Projet de thèse en Histoire de l'art

Sous la direction de Michèle-Caroline Heck.

Thèses en préparation à Montpellier 3 , dans le cadre de Langues, littératures, cultures, civilisations - ED 58 depuis le 13-10-2010 .


  • Résumé

    Mon sujet de thèse est une étude sur la peinture montpelliéraine des XVIIe et XVIIIe siècles entre les carrières de Sébastien Bourdon (1616-1671) et Joseph-Marie Vien (1716-1809). Quelques publications ont déjà commencé à dresser un panorama de la peinture locale mais celui-ci reste lacunaire et appelle à une synthèse fondée sur un travail en archives qui est prometteur. La plupart des artistes de renom aujourd'hui reconnus dans le midi, ont quitté leur ville natale ou d'adoption, pour poursuivre leur apprentissage dans la capitale. C’est le cas de Sébastien Bourdon, d'Hyacinthe Rigaud (1659-1743), de Jean Raoux (1677-1734) ou de Joseph-Marie Vien. Pourtant, ces peintres ont parfois continué à travailler pour le Languedoc après leur départ. Ils ont d'ailleurs eu une influence certaine sur les artistes de la cité montpelliéraine. Mais au delà de l'étude des peintres aujourd'hui reconnus, cette recherche a pour but de faire découvrir les autres artistes et atelier locaux ouverts aux multiples influences et désireux d'élever l'art de la peinture dans leur cité. En effet, il existe plusieurs tentatives de création d'une académie de peinture à Montpellier.
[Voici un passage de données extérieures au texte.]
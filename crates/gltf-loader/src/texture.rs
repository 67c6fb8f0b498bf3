//! Textures, sampler state and the texture pool.
//!
//! Decoded images are shared: the [`TexturePool`] caches images loaded from
//! disk by full path, so documents referencing the same file share one copy.
//! A [`Texture`] pairs an image with its own sampler state.

use std::cell::RefCell;
use std::collections::HashMap;
use std::path::{Path, PathBuf};
use std::rc::Rc;

use image::RgbaImage;
use log::debug;

use crate::error::Result;

#[derive(Debug, Clone, Copy, PartialEq, Eq, Hash, Default)]
pub enum FilterType {
    /// Left to the renderer.
    #[default]
    Default,
    Nearest,
    Linear,
    NearestMipmapNearest,
    LinearMipmapNearest,
    NearestMipmapLinear,
    LinearMipmapLinear,
}

#[derive(Debug, Clone, Copy, PartialEq, Eq, Hash, Default)]
pub enum WrapMode {
    #[default]
    Repeat,
    Clamp,
    Mirror,
}

#[derive(Debug, Clone, Copy, PartialEq, Eq, Hash, Default)]
pub struct SamplerState {
    pub minfilter: FilterType,
    pub magfilter: FilterType,
    pub wrap_u: WrapMode,
    pub wrap_v: WrapMode,
}

#[derive(Debug, Clone, Default)]
pub struct Texture {
    pub name: String,
    /// Where the image was loaded from, for pooled textures.
    pub fullpath: Option<PathBuf>,
    /// The file name as written in the document.
    pub filename: Option<PathBuf>,
    pub image: Option<Rc<RgbaImage>>,
    pub sampler: SamplerState,
}

impl Texture {
    pub fn has_fullpath(&self) -> bool {
        self.fullpath.is_some()
    }

    pub fn has_image(&self) -> bool {
        self.image.is_some()
    }

    pub fn size(&self) -> Option<(u32, u32)> {
        self.image.as_ref().map(|image| image.dimensions())
    }
}

/// Decodes an image held in memory; the format is sniffed from its bytes.
pub fn decode_image(bytes: &[u8]) -> Result<RgbaImage> {
    Ok(image::load_from_memory(bytes)?.to_rgba8())
}

/// A cache of decoded images keyed by full path.
#[derive(Debug, Default)]
pub struct TexturePool {
    images: RefCell<HashMap<PathBuf, Rc<RgbaImage>>>,
}

impl TexturePool {
    pub fn new() -> Self {
        Self::default()
    }

    /// Returns the cached image for `path`, loading it on first use. Failed
    /// loads are not cached.
    pub fn load(&self, path: &Path) -> Result<Rc<RgbaImage>> {
        if let Some(image) = self.images.borrow().get(path) {
            return Ok(Rc::clone(image));
        }
        debug!("Loading texture {}", path.display());
        let image = Rc::new(image::open(path)?.to_rgba8());
        self.images
            .borrow_mut()
            .insert(path.to_path_buf(), Rc::clone(&image));
        Ok(image)
    }

    pub fn contains(&self, path: &Path) -> bool {
        self.images.borrow().contains_key(path)
    }

    pub fn len(&self) -> usize {
        self.images.borrow().len()
    }

    pub fn is_empty(&self) -> bool {
        self.images.borrow().is_empty()
    }

    /// Drops images no texture refers to any more.
    pub fn release_unused(&self) -> usize {
        let mut images = self.images.borrow_mut();
        let before = images.len();
        images.retain(|_, image| Rc::strong_count(image) > 1);
        before - images.len()
    }
}

#[cfg(test)]
mod tests {
    use super::*;

    fn write_png(path: &Path) {
        let image = RgbaImage::from_pixel(2, 3, image::Rgba([10, 20, 30, 255]));
        image.save(path).unwrap();
    }

    #[test]
    fn test_pool_shares_images() {
        let dir = tempfile::tempdir().unwrap();
        let path = dir.path().join("a.png");
        write_png(&path);

        let pool = TexturePool::new();
        let first = pool.load(&path).unwrap();
        let second = pool.load(&path).unwrap();
        assert!(Rc::ptr_eq(&first, &second));
        assert_eq!(first.dimensions(), (2, 3));
        assert_eq!(pool.len(), 1);

        drop(first);
        drop(second);
        assert_eq!(pool.release_unused(), 1);
        assert!(pool.is_empty());
    }

    #[test]
    fn test_pool_does_not_cache_failures() {
        let dir = tempfile::tempdir().unwrap();
        let pool = TexturePool::new();
        assert!(pool.load(&dir.path().join("missing.png")).is_err());
        assert!(pool.is_empty());
    }

    #[test]
    fn test_decode_image() {
        let dir = tempfile::tempdir().unwrap();
        let path = dir.path().join("b.png");
        write_png(&path);
        let bytes = std::fs::read(&path).unwrap();
        let image = decode_image(&bytes).unwrap();
        assert_eq!(image.get_pixel(1, 2).0, [10, 20, 30, 255]);
        assert!(decode_image(b"not an image").is_err());
    }
}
Il est donc essentiel de nous intéresser aux conditions d'apprentissage et à l'enseignement au sein de l'académie mais également dans les ateliers des peintres locaux. Cette recherche se situe ainsi dans la perspective d'une redéfinition de la peinture montpelliéraine en Languedoc par rapport aux productions parisiennes et à celles du midi de la France.